Weiter heißt es: „Bei der Beprobung der Bocholter Aa fanden wir heraus, dass bereits die drei Quellbäche der Bocholter Aa in Velen erheblich mit Nitrat belastet sind: der Thesingbach mit 23,1 Milligramm pro Liter, der Schwarze Bach mit 31,2 mg/l und der Weiße Vennbach mit 32,9 mg/l. Nach dem Zusammenfluss dieser drei Bäche bilden sie zusammen die Bocholter Aa, deren Wasser dann eine Nitratkonzentration von 29,4 mg/l führt. Bei Ramsdorf fließt der deutlich weniger belastete Rindelfortsbach mit einem Nitratwert von 14,8 mg/l in die Bocholter Aa und senkt deren Nitratgehalt auf 26,5 mg/l. Die Quelle des kleinen Baches liegt im Bereich von ökologisch bewirtschafteten Flächen und fließt anfangs durch Feuchtwiesen, die zu einem Naturschutzgebiet gehören. Das erklärt auch den deutlich geringeren Nitratwert.

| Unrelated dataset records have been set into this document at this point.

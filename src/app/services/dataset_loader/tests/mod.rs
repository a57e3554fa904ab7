//! Shared test utilities and fixtures for dataset loader tests

use crate::config::TechlocConfig;
use std::fs;
use std::path::{Path, PathBuf};
use tempfile::TempDir;

pub mod discovery_tests;

pub const VEHICLES_CSV: &str = "\
Model,ShortVIN,State Loc,PT City,PT ZipCode,Lat,Long,Customer ID
F-150,A1,TX,Austin,78701,30.2672,-97.7431,C-1
Silverado,B2,TX,Waco,76701,,,C-2
Tacoma,C3,CA,Fresno,,,,C-3
Ranger,D4,FL,,,,,C-4
";

pub const TOWING_CSV: &str = "\
company,state,city,zip,phone
Hook & Haul,TX,Waco,76701,254-555-0199
Night Owl Towing,CA,,,
";

pub const INSTALLERS_CSV: &str = "\
Installation Company,State,City,Email,Phone
Lone Star Installs,TX,Dallas,ops@lonestar.example,2145550100
";

pub const CENTERS_JSON: &str = r#"{
  "CA": [36.116, -119.681],
  "TX": [31.054, -97.563],
  "FL": [27.766, -81.686],
  "DEFAULT": [39.8, -98.5]
}"#;

/// Populate a data directory with a few datasets and a centers file
pub fn create_test_data_dir(temp_dir: &TempDir) -> std::io::Result<PathBuf> {
    let data_dir = temp_dir.path().join("data");
    fs::create_dir_all(&data_dir)?;
    write_dataset(&data_dir, "vehicles.csv", VEHICLES_CSV)?;
    write_dataset(&data_dir, "towing_companies.csv", TOWING_CSV)?;
    write_dataset(&data_dir, "installers.csv", INSTALLERS_CSV)?;
    write_dataset(&data_dir, "state-centers.json", CENTERS_JSON)?;
    Ok(data_dir)
}

pub fn write_dataset(dir: &Path, file_name: &str, content: &str) -> std::io::Result<()> {
    fs::write(dir.join(file_name), content)
}

pub fn test_config(data_dir: &Path) -> TechlocConfig {
    TechlocConfig::default()
        .with_data_dir(data_dir)
        .without_progress()
}
//! Background mode selection for the dashboard shell
//!
//! A stored preference picks the animated background. In `auto` mode the
//! variant follows the current WMO weather code at the user's location; the
//! code is fetched by the shell and passed in here. Only the web shell
//! consumes this module; no CLI command uses it.

use crate::constants::weather::{
    CLEAR_REASON, CONSTELLATION_MODE_STATUS, RAIN_CODES, RAIN_MODE_STATUS, RAIN_REASON,
    SNOW_CODES, SNOW_MODE_STATUS, SNOW_REASON,
};
use serde::{Deserialize, Serialize};
use std::fmt;

/// Stored background preference
#[derive(Debug, Clone, Copy, Default, PartialEq, Eq, Hash, Serialize, Deserialize)]
#[serde(rename_all = "lowercase")]
pub enum BackgroundMode {
    Snow,
    Rain,
    Constellation,
    #[default]
    Auto,
}

impl BackgroundMode {
    pub const ALL: [BackgroundMode; 4] = [
        BackgroundMode::Snow,
        BackgroundMode::Rain,
        BackgroundMode::Constellation,
        BackgroundMode::Auto,
    ];

    pub fn as_str(&self) -> &'static str {
        match self {
            BackgroundMode::Snow => "snow",
            BackgroundMode::Rain => "rain",
            BackgroundMode::Constellation => "constellation",
            BackgroundMode::Auto => "auto",
        }
    }

    /// Exact-match parse of a stored value; anything else is `Auto`
    pub fn normalize(raw: Option<&str>) -> Self {
        match raw {
            Some("snow") => BackgroundMode::Snow,
            Some("rain") => BackgroundMode::Rain,
            Some("constellation") => BackgroundMode::Constellation,
            _ => BackgroundMode::Auto,
        }
    }

    /// Menu label
    pub fn label(&self) -> &'static str {
        match self {
            BackgroundMode::Snow => "Background: Snow",
            BackgroundMode::Rain => "Background: Rain",
            BackgroundMode::Constellation => "Background: Constellations",
            BackgroundMode::Auto => "Background: Auto",
        }
    }

    /// Mode selected when the auto option is clicked again
    pub fn next_in_cycle(&self) -> Self {
        match self {
            BackgroundMode::Auto => BackgroundMode::Constellation,
            BackgroundMode::Constellation => BackgroundMode::Snow,
            BackgroundMode::Snow => BackgroundMode::Rain,
            BackgroundMode::Rain => BackgroundMode::Auto,
        }
    }

    pub fn follows_weather(&self) -> bool {
        *self == BackgroundMode::Auto
    }
}

impl fmt::Display for BackgroundMode {
    fn fmt(&self, f: &mut fmt::Formatter<'_>) -> fmt::Result {
        f.write_str(self.as_str())
    }
}

/// Background actually rendered
#[derive(Debug, Clone, Copy, PartialEq, Eq, Hash, Serialize, Deserialize)]
#[serde(rename_all = "lowercase")]
pub enum WeatherVariant {
    Snow,
    Rain,
    Constellation,
}

/// Rendered variant plus the status line shown next to the control
#[derive(Debug, Clone, PartialEq, Eq, Serialize)]
pub struct BackgroundDecision {
    pub variant: WeatherVariant,
    pub status: &'static str,
}

/// Variant and reason for a WMO weather code
pub fn classify_weather_code(code: i32) -> BackgroundDecision {
    if SNOW_CODES.contains(&code) {
        BackgroundDecision {
            variant: WeatherVariant::Snow,
            status: SNOW_REASON,
        }
    } else if RAIN_CODES.contains(&code) {
        BackgroundDecision {
            variant: WeatherVariant::Rain,
            status: RAIN_REASON,
        }
    } else {
        BackgroundDecision {
            variant: WeatherVariant::Constellation,
            status: CLEAR_REASON,
        }
    }
}

/// Decide the background for a mode
///
/// `weather_code` is only consulted in `auto` mode; `None` there means the
/// lookup failed and yields constellations with an empty status.
pub fn select_variant(mode: BackgroundMode, weather_code: Option<i32>) -> BackgroundDecision {
    match mode {
        BackgroundMode::Snow => BackgroundDecision {
            variant: WeatherVariant::Snow,
            status: SNOW_MODE_STATUS,
        },
        BackgroundMode::Rain => BackgroundDecision {
            variant: WeatherVariant::Rain,
            status: RAIN_MODE_STATUS,
        },
        BackgroundMode::Constellation => BackgroundDecision {
            variant: WeatherVariant::Constellation,
            status: CONSTELLATION_MODE_STATUS,
        },
        BackgroundMode::Auto => match weather_code {
            Some(code) => classify_weather_code(code),
            None => BackgroundDecision {
                variant: WeatherVariant::Constellation,
                status: "",
            },
        },
    }
}

#[cfg(test)]
mod tests {
    use super::*;

    #[test]
    fn test_normalize() {
        assert_eq!(BackgroundMode::normalize(Some("snow")), BackgroundMode::Snow);
        assert_eq!(BackgroundMode::normalize(Some("constellation")), BackgroundMode::Constellation);
        assert_eq!(BackgroundMode::normalize(Some("Snow")), BackgroundMode::Auto);
        assert_eq!(BackgroundMode::normalize(Some("stars")), BackgroundMode::Auto);
        assert_eq!(BackgroundMode::normalize(None), BackgroundMode::Auto);
    }

    #[test]
    fn test_weather_codes() {
        assert_eq!(classify_weather_code(73).variant, WeatherVariant::Snow);
        assert_eq!(classify_weather_code(73).status, "Snow detected in your area");
        assert_eq!(classify_weather_code(61).variant, WeatherVariant::Rain);
        assert_eq!(classify_weather_code(82).variant, WeatherVariant::Rain);
        assert_eq!(classify_weather_code(0).variant, WeatherVariant::Constellation);
        assert_eq!(classify_weather_code(0).status, "No precipitation right now");
        // Thunderstorm codes are not rain
        assert_eq!(classify_weather_code(95).variant, WeatherVariant::Constellation);
    }

    #[test]
    fn test_fixed_modes_ignore_weather() {
        let decision = select_variant(BackgroundMode::Rain, Some(73));
        assert_eq!(decision.variant, WeatherVariant::Rain);
        assert_eq!(decision.status, "Rain mode active");

        let decision = select_variant(BackgroundMode::Constellation, Some(61));
        assert_eq!(decision.variant, WeatherVariant::Constellation);
        assert_eq!(decision.status, "Constellations mode active");
    }

    #[test]
    fn test_auto_mode() {
        assert_eq!(
            select_variant(BackgroundMode::Auto, Some(86)).variant,
            WeatherVariant::Snow
        );
        let failed = select_variant(BackgroundMode::Auto, None);
        assert_eq!(failed.variant, WeatherVariant::Constellation);
        assert_eq!(failed.status, "");
    }

    #[test]
    fn test_cycle_visits_every_mode() {
        let mut mode = BackgroundMode::Auto;
        let mut seen = Vec::new();
        for _ in 0..4 {
            mode = mode.next_in_cycle();
            seen.push(mode);
        }
        assert_eq!(
            seen,
            vec![
                BackgroundMode::Constellation,
                BackgroundMode::Snow,
                BackgroundMode::Rain,
                BackgroundMode::Auto
            ]
        );
    }
}
//! Command implementations for the Techloc CLI
//!
//! Each command is implemented in its own module:
//! - `normalize`: load datasets and normalize every row
//! - `resolve`: place a single ad-hoc location
//! - `datasets`: list the dataset catalog

pub mod datasets;
pub mod normalize;
pub mod resolve;
pub mod shared;

pub use shared::RunSummary;

use crate::cli::args::{Args, Commands};
use crate::{Error, Result};

/// Main command runner
///
/// Dispatches to the appropriate subcommand handler based on CLI args.
pub async fn run(args: Args) -> Result<RunSummary> {
    match args.command {
        Some(Commands::Normalize(normalize_args)) => normalize::run_normalize(normalize_args).await,
        Some(Commands::Resolve(resolve_args)) => resolve::run_resolve(resolve_args).await,
        Some(Commands::Datasets(datasets_args)) => datasets::run_datasets(datasets_args).await,
        None => Err(Error::configuration("No command given")),
    }
}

Der bei Borken zufließende Messlingsbach nimmt seinen Lauf zeitweise durch Grünland und ist mit 20,7 mg/l auch weniger belastet als die Bocholter-Aa. Nach dessen Zufluss und nach Passieren der Bocholter Aa-Niederung sinkt ihr Nitratgehalt weiter auf 19,4 mg/l.“

Zwischen Gemen und Hoxfeld bleibe die Konzentration des Flusses in etwa konstant auf diesem Niveau. Bei Rhede komme es dann zu einem deutlichen Nitratanstieg, weil hier der hoch nitratbelastete Rheder Bach mit 29,9 mg/l einfließe, heißt es weiter. Die Konzentration der Bocholter Aa steige hier wieder auf 28,4 mg/l an. Den höchsten Nitratwert des Flusses haben die Mitarbeiter des VSR-Gewässerschutz in Bocholt nach der Einmündung des mit 28,8 mg/l Nitrat belasteten Pleystranges festgestellt. „Der Nitratwert der Bocholter Aa steigt weiter leicht auf 28,6 mg/l an. Südlich von Rhede befinden sich viele konventionell bewirtschaftete Ackerflächen, die das Wasser des Pleystranges belasten.“, so der Verein.